Conviene señalar de entrada que, el promotor censura la providencia que negó su intervención en el trámite disciplinario en calidad de quejoso, razón por la cual cumple con la legitimación por activa para formular el resguardo de amparo. Por lo anterior, la Sala se encuentra habilitada para analizar si la Corporación accionada incurrió en algunas de las causales específicas descritas, entre otras, en la sentencia CC SU-116-2018.

Establecido la anterior, la autoridad accionada a través de providencia de 30 de agosto de 2024 precisó que conforme los artículos 109 y 202 de la Ley 1952 de 2019, podrían intervenir en la actuación disciplinaria, como sujetos procesales, el investigado, su defensor y, el Ministerio Público y, que la nulidad debe cumplir con los requisitos para su declaratoria.

En virtud de lo anterior, advirtió que la declaratoria de terminación del procedimiento adoptada el 14 de agosto de 2024 se encontraba debidamente ejecutoriada. Además, que el tutelista no podía solicitarla en la medida que no actuó en calidad de quejoso, como quiera que aquella se inició de oficio con ocasión a la compulsa de copias que hiciera el Consejo Seccional de Judicatura del Tolima por el resultado de una vigilancia judicial que se hiciera frente a una tutela que promovió el petente ante el Juzgado Primero Civil del Circuito de Ibagué. De ahí, concluyó que la intervención del accionante era de testigo y, debía estarse a lo resuelto en la providencia de terminación de investigación. De lo descrito en precedencia, el amparo no tiene vocación de prosperidad, en tanto que la decisión censurada no se vislumbra arbitraria ni caprichosa.

En efecto, esta Corporación observa que los argumentos esbozados por la parte actora no son de recibo en sede de tutela, pues con ellos se busca controvertir el fondo de decisiones en derecho.
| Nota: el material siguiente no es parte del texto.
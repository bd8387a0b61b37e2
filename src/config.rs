//! Configuration management for vaultcore

use crate::archive::DEFAULT_COMPRESSION_LEVEL;
pub use crate::crypto::MAX_CHUNK_SIZE;
use crate::crypto::{BLOCK_SIZE, DEFAULT_CHUNK_SIZE};
use crate::error::{Error, Result};
use crate::staging::{StagingClass, StagingRoots};
use serde::{Deserialize, Serialize};
use std::collections::HashSet;
use std::path::{Path, PathBuf};

/// Highest Deflate level
pub const MAX_COMPRESSION_LEVEL: i64 = 9;

/// Name of the record database below the data directory
pub const RECORD_DB_NAME: &str = "records.db";

const LOG_LEVELS: [&str; 5] = ["trace", "debug", "info", "warn", "error"];

/// Staging root overrides; unset roots live below the data directory
#[derive(Debug, Clone, Default, Serialize, Deserialize, PartialEq, Eq)]
pub struct StorageConfig {
    /// Inbound plaintext uploads
    pub uploads_dir: Option<PathBuf>,

    /// Encrypted blobs (durable)
    pub encrypted_dir: Option<PathBuf>,

    /// Decrypted downloads
    pub decrypted_dir: Option<PathBuf>,

    /// Per-export decrypted copies and archives
    pub export_temp_dir: Option<PathBuf>,
}

/// Stream cipher configuration
#[derive(Debug, Clone, Serialize, Deserialize, PartialEq, Eq)]
pub struct CipherConfig {
    /// Bytes moved per read/write, rounded up to whole cipher blocks
    pub chunk_size: usize,
}

impl Default for CipherConfig {
    fn default() -> Self {
        CipherConfig {
            chunk_size: DEFAULT_CHUNK_SIZE,
        }
    }
}

/// Export archive configuration
#[derive(Debug, Clone, Serialize, Deserialize, PartialEq, Eq)]
pub struct ArchiveConfig {
    /// Deflate level (0-9)
    pub compression_level: i64,
}

impl Default for ArchiveConfig {
    fn default() -> Self {
        ArchiveConfig {
            compression_level: DEFAULT_COMPRESSION_LEVEL,
        }
    }
}

/// Logging configuration
#[derive(Debug, Clone, Serialize, Deserialize, PartialEq, Eq)]
pub struct LoggingConfig {
    /// Log level (trace, debug, info, warn, error)
    pub level: String,

    /// Log file path
    pub file: Option<PathBuf>,
}

impl Default for LoggingConfig {
    fn default() -> Self {
        LoggingConfig {
            level: "info".to_string(),
            file: None,
        }
    }
}

/// Main configuration structure
#[derive(Debug, Clone, Serialize, Deserialize, PartialEq, Eq)]
pub struct VaultConfig {
    /// Base directory for the record database and default staging roots
    pub data_dir: PathBuf,

    #[serde(default)]
    pub storage: StorageConfig,

    #[serde(default)]
    pub cipher: CipherConfig,

    #[serde(default)]
    pub archive: ArchiveConfig,

    #[serde(default)]
    pub logging: LoggingConfig,
}

impl Default for VaultConfig {
    fn default() -> Self {
        let data_dir = dirs::data_dir()
            .unwrap_or_else(|| PathBuf::from("."))
            .join("vaultcore");

        VaultConfig {
            data_dir,
            storage: StorageConfig::default(),
            cipher: CipherConfig::default(),
            archive: ArchiveConfig::default(),
            logging: LoggingConfig::default(),
        }
    }
}

impl VaultConfig {
    /// Default config file location (~/.config/vaultcore/config.json)
    pub fn default_path() -> PathBuf {
        dirs::config_dir()
            .unwrap_or_else(|| PathBuf::from("."))
            .join("vaultcore")
            .join("config.json")
    }

    /// Configuration rooted at `data_dir` with everything else defaulted
    pub fn with_data_dir<P: AsRef<Path>>(data_dir: P) -> Self {
        VaultConfig {
            data_dir: data_dir.as_ref().to_path_buf(),
            ..Default::default()
        }
    }

    /// Load configuration from a file, with environment variable overrides
    pub fn load<P: AsRef<Path>>(path: P) -> Result<Self> {
        let content = std::fs::read_to_string(path.as_ref()).map_err(|e| {
            Error::Config(format!("Failed to read config file: {}", e))
        })?;

        let mut config: VaultConfig = serde_json::from_str(&content).map_err(|e| {
            Error::Config(format!("Failed to parse config file: {}", e))
        })?;

        // Override with environment variables if set
        config.apply_env_overrides();

        config.validate()?;
        Ok(config)
    }

    /// Defaults plus environment overrides, for running without a config file
    pub fn from_env() -> Result<Self> {
        let mut config = VaultConfig::default();
        config.apply_env_overrides();
        config.validate()?;
        Ok(config)
    }

    /// Apply environment variable overrides to configuration
    pub fn apply_env_overrides(&mut self) {
        self.apply_overrides(|key| std::env::var(key).ok());
    }

    /// Apply overrides from an arbitrary variable lookup
    pub fn apply_overrides<F>(&mut self, lookup: F)
    where
        F: Fn(&str) -> Option<String>,
    {
        let path_var = |key: &str| {
            lookup(key)
                .map(|v| v.trim().to_string())
                .filter(|v| !v.is_empty())
                .map(PathBuf::from)
        };

        if let Some(dir) = path_var("VAULT_DATA_DIR") {
            self.data_dir = dir;
        }

        // Staging roots
        if let Some(dir) = path_var("UPLOADS_DIR") {
            self.storage.uploads_dir = Some(dir);
        }
        if let Some(dir) = path_var("ENCRYPTED_DIR") {
            self.storage.encrypted_dir = Some(dir);
        }
        if let Some(dir) = path_var("DECRYPTED_DIR") {
            self.storage.decrypted_dir = Some(dir);
        }
        if let Some(dir) = path_var("TEMP_DECRYPTED_DIR") {
            self.storage.export_temp_dir = Some(dir);
        }

        // Cipher and archive settings
        if let Some(chunk_size) = lookup("VAULT_CHUNK_SIZE") {
            if let Ok(size) = chunk_size.trim().parse::<usize>() {
                self.cipher.chunk_size = size;
            }
        }

        if let Some(level) = lookup("VAULT_COMPRESSION_LEVEL") {
            if let Ok(level) = level.trim().parse::<i64>() {
                self.archive.compression_level = level;
            }
        }
    }

    /// Save configuration to a file
    pub fn save<P: AsRef<Path>>(&self, path: P) -> Result<()> {
        let content = serde_json::to_string_pretty(self).map_err(|e| {
            Error::Config(format!("Failed to serialize config: {}", e))
        })?;

        if let Some(parent) = path.as_ref().parent() {
            std::fs::create_dir_all(parent).map_err(|e| {
                Error::Config(format!("Failed to create config directory: {}", e))
            })?;
        }

        std::fs::write(path.as_ref(), content).map_err(|e| {
            Error::Config(format!("Failed to write config file: {}", e))
        })?;

        Ok(())
    }

    /// Validate the configuration
    pub fn validate(&self) -> Result<()> {
        if self.data_dir.as_os_str().is_empty() {
            return Err(Error::InvalidConfig(
                "Data directory is required".to_string(),
            ));
        }

        if self.cipher.chunk_size < BLOCK_SIZE {
            return Err(Error::InvalidConfig(format!(
                "Chunk size must be at least {} bytes",
                BLOCK_SIZE
            )));
        }

        if self.cipher.chunk_size > MAX_CHUNK_SIZE {
            return Err(Error::InvalidConfig(format!(
                "Chunk size exceeds {} bytes",
                MAX_CHUNK_SIZE
            )));
        }

        if !(0..=MAX_COMPRESSION_LEVEL).contains(&self.archive.compression_level) {
            return Err(Error::InvalidConfig(format!(
                "Compression level must be between 0 and {}",
                MAX_COMPRESSION_LEVEL
            )));
        }

        if !LOG_LEVELS.contains(&self.logging.level.to_lowercase().as_str()) {
            return Err(Error::InvalidConfig(format!(
                "Unknown log level: {}",
                self.logging.level
            )));
        }

        // Purging a transient root must never reach encrypted blobs
        let roots = self.staging_roots();
        let distinct: HashSet<&Path> = StagingClass::ALL.iter().map(|c| roots.root(*c)).collect();
        if distinct.len() != StagingClass::ALL.len() {
            return Err(Error::InvalidConfig(
                "Staging directories must all be different".to_string(),
            ));
        }

        Ok(())
    }

    /// Effective staging roots
    pub fn staging_roots(&self) -> StagingRoots {
        let defaults = StagingRoots::under(&self.data_dir);
        StagingRoots {
            uploads: self.storage.uploads_dir.clone().unwrap_or(defaults.uploads),
            encrypted: self.storage.encrypted_dir.clone().unwrap_or(defaults.encrypted),
            decrypted: self.storage.decrypted_dir.clone().unwrap_or(defaults.decrypted),
            export_temp: self.storage.export_temp_dir.clone().unwrap_or(defaults.export_temp),
        }
    }

    /// Location of the sled record database
    pub fn record_db_path(&self) -> PathBuf {
        self.data_dir.join(RECORD_DB_NAME)
    }

    /// Ensure all required directories exist
    pub fn ensure_directories(&self) -> Result<()> {
        std::fs::create_dir_all(&self.data_dir).map_err(|e| Error::storage(&self.data_dir, e))?;

        let roots = self.staging_roots();
        for class in StagingClass::ALL {
            let root = roots.root(class);
            std::fs::create_dir_all(root).map_err(|e| Error::storage(root, e))?;
        }
        Ok(())
    }
}

#[cfg(test)]
mod tests {
    use super::*;
    use std::collections::HashMap;
    use tempfile::TempDir;

    fn lookup(vars: &[(&str, &str)]) -> impl Fn(&str) -> Option<String> {
        let vars: HashMap<String, String> = vars
            .iter()
            .map(|(k, v)| (k.to_string(), v.to_string()))
            .collect();
        move |key: &str| vars.get(key).cloned()
    }

    #[test]
    fn test_defaults_are_valid() {
        let config = VaultConfig::with_data_dir("/var/lib/vaultcore");
        config.validate().unwrap();

        assert_eq!(config.cipher.chunk_size, 64 * 1024);
        assert_eq!(config.archive.compression_level, 9);
        assert_eq!(config.record_db_path(), PathBuf::from("/var/lib/vaultcore/records.db"));
        assert_eq!(config.staging_roots(), StagingRoots::under("/var/lib/vaultcore"));
    }

    #[test]
    fn test_env_overrides() {
        let mut config = VaultConfig::with_data_dir("/data");
        config.apply_overrides(lookup(&[
            ("VAULT_DATA_DIR", "/srv/vault"),
            ("ENCRYPTED_DIR", "/mnt/blobs"),
            ("TEMP_DECRYPTED_DIR", " /tmp/export "),
            ("VAULT_CHUNK_SIZE", "4096"),
            ("VAULT_COMPRESSION_LEVEL", "not-a-number"),
        ]));

        assert_eq!(config.data_dir, PathBuf::from("/srv/vault"));
        assert_eq!(config.cipher.chunk_size, 4096);
        assert_eq!(config.archive.compression_level, 9);

        let roots = config.staging_roots();
        assert_eq!(roots.uploads, PathBuf::from("/srv/vault/uploads"));
        assert_eq!(roots.encrypted, PathBuf::from("/mnt/blobs"));
        assert_eq!(roots.export_temp, PathBuf::from("/tmp/export"));
    }

    #[test]
    fn test_empty_override_ignored() {
        let mut config = VaultConfig::with_data_dir("/data");
        config.apply_overrides(lookup(&[("UPLOADS_DIR", "  ")]));
        assert_eq!(config.storage.uploads_dir, None);
    }

    #[test]
    fn test_validation() {
        let mut config = VaultConfig::with_data_dir("/data");
        config.cipher.chunk_size = 8;
        assert!(matches!(config.validate(), Err(Error::InvalidConfig(_))));

        let mut config = VaultConfig::with_data_dir("/data");
        config.archive.compression_level = 10;
        assert!(matches!(config.validate(), Err(Error::InvalidConfig(_))));

        let mut config = VaultConfig::with_data_dir("/data");
        config.logging.level = "loud".to_string();
        assert!(matches!(config.validate(), Err(Error::InvalidConfig(_))));

        let mut config = VaultConfig::with_data_dir("/data");
        config.storage.decrypted_dir = Some(PathBuf::from("/data/encrypted"));
        assert!(matches!(config.validate(), Err(Error::InvalidConfig(_))));
    }

    #[test]
    fn test_save_and_load() {
        let temp = TempDir::new().unwrap();
        let path = temp.path().join("nested").join("config.json");

        let mut config = VaultConfig::with_data_dir(temp.path().join("data"));
        config.storage.uploads_dir = Some(temp.path().join("in"));
        config.archive.compression_level = 6;
        config.save(&path).unwrap();

        let loaded: VaultConfig =
            serde_json::from_str(&std::fs::read_to_string(&path).unwrap()).unwrap();
        assert_eq!(loaded, config);
    }

    #[test]
    fn test_minimal_file_gets_defaults() {
        let config: VaultConfig = serde_json::from_str(r#"{"data_dir": "/data"}"#).unwrap();
        assert_eq!(config.cipher, CipherConfig::default());
        assert_eq!(config.logging.level, "info");
    }

    #[test]
    fn test_load_rejects_garbage() {
        let temp = TempDir::new().unwrap();
        let path = temp.path().join("config.json");
        std::fs::write(&path, "{ not json").unwrap();

        assert!(matches!(VaultConfig::load(&path), Err(Error::Config(_))));
        assert!(matches!(
            VaultConfig::load(temp.path().join("missing.json")),
            Err(Error::Config(_))
        ));
    }

    #[test]
    fn test_ensure_directories() {
        let temp = TempDir::new().unwrap();
        let config = VaultConfig::with_data_dir(temp.path().join("data"));
        config.ensure_directories().unwrap();

        let roots = config.staging_roots();
        for class in StagingClass::ALL {
            assert!(roots.root(class).is_dir());
        }
    }
}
Se recuerda que, por el simple descontento de la reclamante el fallador de tutela no puede dejar sin efecto las determinaciones válidamente adoptadas por el juez natural, quien negó las solicitudes del actor tras un análisis racional del caso, gracias a la libre formación de su convencimiento y a la valoración de las pruebas con base en la sana crítica.

En este orden, la circunstancia de que la parte aquí accionante, no coincida con el criterio de la autoridad accionada a quien la ley le asignó competencia para resolver el caso concreto, en ningún caso invalida su actuación y mucho menos la hace susceptible de ser modificada por vía de tutela. En este orden de ideas, se confirmará la decisión primera instancia, por las razones esbozadas.

V. DECISIÓN En mérito de lo expuesto, la Corte Suprema de Justicia, Sala de Casación Laboral, administrando justicia en nombre de la República y por autoridad de la ley, RESUELVE:

PRIMERO: CONFIRMAR el fallo impugnado, por las razones aquí expuestas.

SEGUNDO: NOTIFICAR a los interesados en la forma prevista en el artículo 30 del Decreto 2591 de 1991.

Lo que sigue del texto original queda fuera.